MG: A few steps back: where did you end up going for undergrad?
DD: I went to Jackson State University in Mississippi. It was a State College, a historically black college. In many ways it was operating as many historically black colleges did – they operated as private schools because they had a distinct, targeted student by design and by default because of segregation. It was a very aspirational place because I realized then that we had a whole generation who was waiting for the enactment of Brown vs. Board of Education. So there was a great sense of wanting everybody to be ‘ready’ when this was finally enacted. It was full of good spirit; all of the wonderful traditions of an undergraduate college…and everybody it seemed were planning to go to the next stage. There’s just not been a time since I’ve left there that I’ve felt that I wasn’t fully prepared for the next step.
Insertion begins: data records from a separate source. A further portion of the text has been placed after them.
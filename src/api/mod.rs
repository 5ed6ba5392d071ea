//! Remote API collaborator: user lookup and paginated liked posts.

mod client;
mod error;
mod types;

pub use client::XApiClient;
pub use error::{ApiError, Result};
pub use types::{ApiProblem, ApiUser, LikedPostsPage, RawMedia, RawPost, UserLookup};

use async_trait::async_trait;

use crate::db::NewAuthor;

/// The remote API as seen by the crawler.
///
/// Implementations handle authentication and rate-limit compliance
/// themselves and may sleep for arbitrarily long before returning.
#[async_trait]
pub trait LikesApi: Send + Sync {
    async fn get_user(&self, lookup: &UserLookup) -> Result<NewAuthor>;

    /// Fetch one page of posts liked by `target`; `None` requests the
    /// newest page.
    async fn get_liked_posts(
        &self,
        target: &NewAuthor,
        pagination_token: Option<&str>,
    ) -> Result<LikedPostsPage>;
}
MG: What was the next step?
DD: Graduate school. I went to graduate school first at Indiana University, where I was in the PhD program in English and that’s where I decided that I really liked the interdisciplinary more so when I left Indiana I came back to Atlanta and I was in the American Studies program at Emory. That allowed the interdisciplinary focus that I enjoyed and still allowed me to focus on literature primarily…that’s why the jazz class became so important to me because it was so much of what I had studied, bringing all of those disciplines together in the understanding of one text.
MG: Fast-forwarding a little bit: as the Dean of the College what do you hope to bring to this community? How do you think you’ll contribute to the commitment to diversity here?
DD: The last few years at Connecticut College have seen a lot of changes particularly around student support in diversity. I think first off, I want to really make sure that I’m managing those changes well. I’m keeping my eyes and ears open to seeing where there are places to provide additional leadership. I’m beginning to identify some of those places. I’m doing my research to see the best way; I try to approach new positions in new communities in an anthropological way. I think you have to really work hard in getting to know the culture. When you’re a leader in that kind of community, I think you have to work even harder at that. It’s a paradox: you’re new but you’re also a leader so I think you have to be respectful of being new before you launch out into new initiatives. But I am studying the campus very well and I’m hoping I can move Connecticut College far along the path that it was laid out for itself. I think I can continue to steer it in positive and innovative ways.
MG: What can diversity teach us as young adults and young learners?
DD: I think diversity is about bringing everything you can to bear on understanding phenomena in the universe: everything you need to know to understand a text. Diversity is bringing everything you can to bear to a situation in order to understand it better. We’ve tried to understand this country through the lens of one major group, and I think we’ve cut ourselves off from full understanding. So I think when you deliberately bring those other views, in a way that empowers the views that have been left out, and use it for better understanding.
MG: If you could describe this college in one word, what would it be and why?
DD: Engaging. I’ve found the people here to be very friendly, even on just a getting to know you level, and then there’s the self-governance…. maybe that world will change as I’m here for a longer time, but right now I think it’s engaging. It seems it would be hard to come here and not be engaged in one way or another.
A fascinating interview with Dr. Denard. I wish her the best in her new endeavors, and I always enjoy reading up on one of my favorite Morrison scholars. She’s an inspiration to me.